Abstract # 2073 Cytokine expression and sickness behavior following lipopolysaccharide stimulation in the Fmr1 knockout mouse

Abstract

Fragile X syndrome (FXS) is a neurodevelopmental disorder caused by a single genetic mutation in the Fragile X mental retardation 1 (FMR1) gene. In addition to behavioral and physiological symptoms, evidence has suggested that individuals with FXS may have altered immune function. In the present study, we investigated how Fmr1 knockout (KO) mice would respond to an innate immune stimulus by administering a single injection of the bacterial mimetic lipopolysaccharide (LPS) (0.33mg/kg, i.p.) or 0.9% physiological saline. Four hours after injections, brains were dissected, followed by RNA isolation and qRT-PCR on hippocampal tissue. As expected, we found LPS significantly increased proinflammatory cytokines in Fmr1 KO and wild type (WT) mice (IL-1beta, TNF-alpha, IL-6, MCP-1), with no effect on anti-inflammatory cytokine IL-10. Additionally, Fmr1 KO mice given LPS had trending elevations in proinflammatory cytokine expression compared to WT LPS mice.
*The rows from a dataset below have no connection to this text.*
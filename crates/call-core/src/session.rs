//! Call Session Orchestrator
//!
//! [`CallSession`] ties the provider client, the local media manager and the
//! remote participant registry together and owns the session state machine.
//!
//! # State machine
//!
//! ```text
//!            start()              join ok + media + publish
//!   Idle ──────────────▶ Joining ───────────────────────────▶ Connected(tier)
//!    │                      │  │                                    │
//!    │ end()/cancel()       │  │ join rejected                      │ end()/cancel()
//!    ▼                      │  ▼                                    ▼
//!  Ended ◀──────────────────┼─ Failed                            Leaving ──▶ Ended
//!                           │                                       ▲
//!                           └──── cancelled while joining ──────────┘
//! ```
//!
//! # Cancellation
//!
//! The session carries a single `cancelled` flag that is set at most once and
//! never cleared. It is checked after every suspension point of
//! [`start`](CallSession::start) and at the top of every provider event
//! handler. Once set, the only provider calls issued are teardown calls: a
//! `join` that resolves after cancellation is immediately reversed with
//! `leave`, and media acquired after cancellation is released instead of
//! published.
//!
//! # Concurrency
//!
//! Session state lives behind a `parking_lot` mutex that is never held across
//! an `.await`. Provider events are dispatched by a background pump one at a
//! time; a dispatch lock keeps handlers from overlapping even when
//! [`handle_event`](CallSession::handle_event) is also driven directly.

use std::fmt;
use std::ops::Deref;
use std::sync::atomic::{AtomicBool, Ordering};
use std::sync::{Arc, Weak};

use chrono::Utc;
use parking_lot::Mutex;
use serde::{Deserialize, Serialize};
use tokio::sync::{broadcast, mpsc, watch};
use tokio::task::JoinHandle;
use tracing::{debug, error, info, warn};
use uuid::Uuid;

use crate::config::CallConfig;
use crate::error::{CallError, CallResult, JoinError, RtcError, TeardownError, TeardownStep};
use crate::events::SessionEvent;
use crate::lifecycle::{CallRecordApi, CallRecordId, LifecycleReporter};
use crate::media::{LocalMedia, LocalMediaManager, PublishTier};
use crate::registry::{
    PrefixedSurfaces, RegistryChange, RemoteParticipantInfo, RemoteParticipantRegistry,
    RemoteSurfaces,
};
use crate::rtc::{
    LocalTrack, MediaDevices, MediaKind, ParticipantId, RemoteTrack, RtcClient, RtcEvent,
    RtcProvider,
};

/// Unique identifier of one call session, used in logs and events
#[derive(Debug, Clone, Copy, PartialEq, Eq, Hash, Serialize, Deserialize)]
pub struct SessionId(Uuid);

impl SessionId {
    pub fn new() -> Self {
        Self(Uuid::new_v4())
    }
}

impl Default for SessionId {
    fn default() -> Self {
        Self::new()
    }
}

impl fmt::Display for SessionId {
    fn fmt(&self, f: &mut fmt::Formatter<'_>) -> fmt::Result {
        write!(f, "{}", self.0)
    }
}

/// Orchestrator state
#[derive(Debug, Clone, Copy, PartialEq, Eq, Hash, Serialize, Deserialize)]
pub enum CallState {
    Idle,
    Joining,
    /// Joined and publishing the given tier; the tier is display-only
    Connected(PublishTier),
    Leaving,
    Ended,
    /// Provider rejected the join; start a fresh session to retry
    Failed,
}

impl CallState {
    pub fn is_terminal(&self) -> bool {
        matches!(self, CallState::Ended | CallState::Failed)
    }

    pub fn is_connected(&self) -> bool {
        matches!(self, CallState::Connected(_))
    }

    pub fn publish_tier(&self) -> Option<PublishTier> {
        match self {
            CallState::Connected(tier) => Some(*tier),
            _ => None,
        }
    }
}

impl fmt::Display for CallState {
    fn fmt(&self, f: &mut fmt::Formatter<'_>) -> fmt::Result {
        match self {
            CallState::Idle => write!(f, "Idle"),
            CallState::Joining => write!(f, "Joining"),
            CallState::Connected(tier) => write!(f, "Connected({})", tier),
            CallState::Leaving => write!(f, "Leaving"),
            CallState::Ended => write!(f, "Ended"),
            CallState::Failed => write!(f, "Failed"),
        }
    }
}

/// Credentials and identifiers needed to enter a channel
///
/// Created once per call attempt and never mutated.
#[derive(Clone, PartialEq, Eq, Serialize, Deserialize)]
pub struct JoinDescriptor {
    app_id: String,
    channel: String,
    token: String,
    identity: ParticipantId,
}

impl JoinDescriptor {
    pub fn new(
        app_id: impl Into<String>,
        channel: impl Into<String>,
        token: impl Into<String>,
        identity: impl Into<ParticipantId>,
    ) -> Self {
        Self {
            app_id: app_id.into(),
            channel: channel.into(),
            token: token.into(),
            identity: identity.into(),
        }
    }

    pub fn app_id(&self) -> &str {
        &self.app_id
    }

    pub fn channel(&self) -> &str {
        &self.channel
    }

    pub fn token(&self) -> &str {
        &self.token
    }

    pub fn identity(&self) -> &ParticipantId {
        &self.identity
    }
}

impl fmt::Debug for JoinDescriptor {
    fn fmt(&self, f: &mut fmt::Formatter<'_>) -> fmt::Result {
        f.debug_struct("JoinDescriptor")
            .field("app_id", &self.app_id)
            .field("channel", &self.channel)
            .field("token", &"<redacted>")
            .field("identity", &self.identity)
            .finish()
    }
}

/// What a teardown did; errors are informational only
#[derive(Debug, Clone, Default)]
pub struct TeardownReport {
    pub errors: Vec<TeardownError>,
    pub released_tracks: usize,
    pub left: bool,
    /// `None` when no call start had been reported
    pub end_reported: Option<bool>,
}

impl TeardownReport {
    pub fn is_clean(&self) -> bool {
        self.errors.is_empty()
    }
}

/// Point-in-time view of a session for UI rendering
#[derive(Debug, Clone, Serialize)]
pub struct SessionSnapshot {
    pub session_id: SessionId,
    pub state: CallState,
    pub remote_participants: Vec<RemoteParticipantInfo>,
    /// `None` without a local audio track
    pub audio_enabled: Option<bool>,
    /// `None` without a local video track
    pub video_enabled: Option<bool>,
    pub cancelled: bool,
}

impl SessionSnapshot {
    /// Still setting up ("Connecting...")
    pub fn is_connecting(&self) -> bool {
        matches!(self.state, CallState::Idle | CallState::Joining)
    }

    /// Connected but nobody else is publishing yet
    pub fn is_waiting_for_remote(&self) -> bool {
        self.state.is_connected() && self.remote_participants.is_empty()
    }
}

/// Mutable session state; guarded by `Inner::slot`
struct Slot {
    state: CallState,
    descriptor: Option<JoinDescriptor>,
    client: Option<Arc<dyn RtcClient>>,
    joined: bool,
    media: LocalMedia,
    published: Vec<Arc<dyn LocalTrack>>,
    registry: RemoteParticipantRegistry,
    start_report: Option<JoinHandle<bool>>,
    pump: Option<JoinHandle<()>>,
}

struct Inner {
    id: SessionId,
    config: CallConfig,
    provider: Arc<dyn RtcProvider>,
    media: LocalMediaManager,
    surfaces: Arc<dyn RemoteSurfaces>,
    lifecycle: Option<(LifecycleReporter, CallRecordId)>,
    slot: Mutex<Slot>,
    cancelled: AtomicBool,
    dispatch: tokio::sync::Mutex<()>,
    events: broadcast::Sender<SessionEvent>,
    state_tx: watch::Sender<CallState>,
}

impl Drop for Inner {
    fn drop(&mut self) {
        let slot = self.slot.get_mut();
        if let Some(pump) = slot.pump.take() {
            pump.abort();
        }
        let released = slot.media.release();
        if !slot.state.is_terminal() && slot.state != CallState::Idle {
            warn!(
                "Session {} dropped while {}; released {} local track(s) without leaving",
                self.id, slot.state, released
            );
        }
    }
}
A separate cohort of mice were tested in a burrowing paradigm with a single injection of LPS or saline prior to the testing phase, however, no differences were detected between genotypes in the behavioral sickness response following an immune stimulus. Twenty-four hours following injections, we examined cytokine expression again to determine whether differences detected at 4hr. post-LPS injections were similarly altered at 24hrs. This study provides insight into whether dysregulated immunity could be playing a broader role in the pathophysiology of FXS.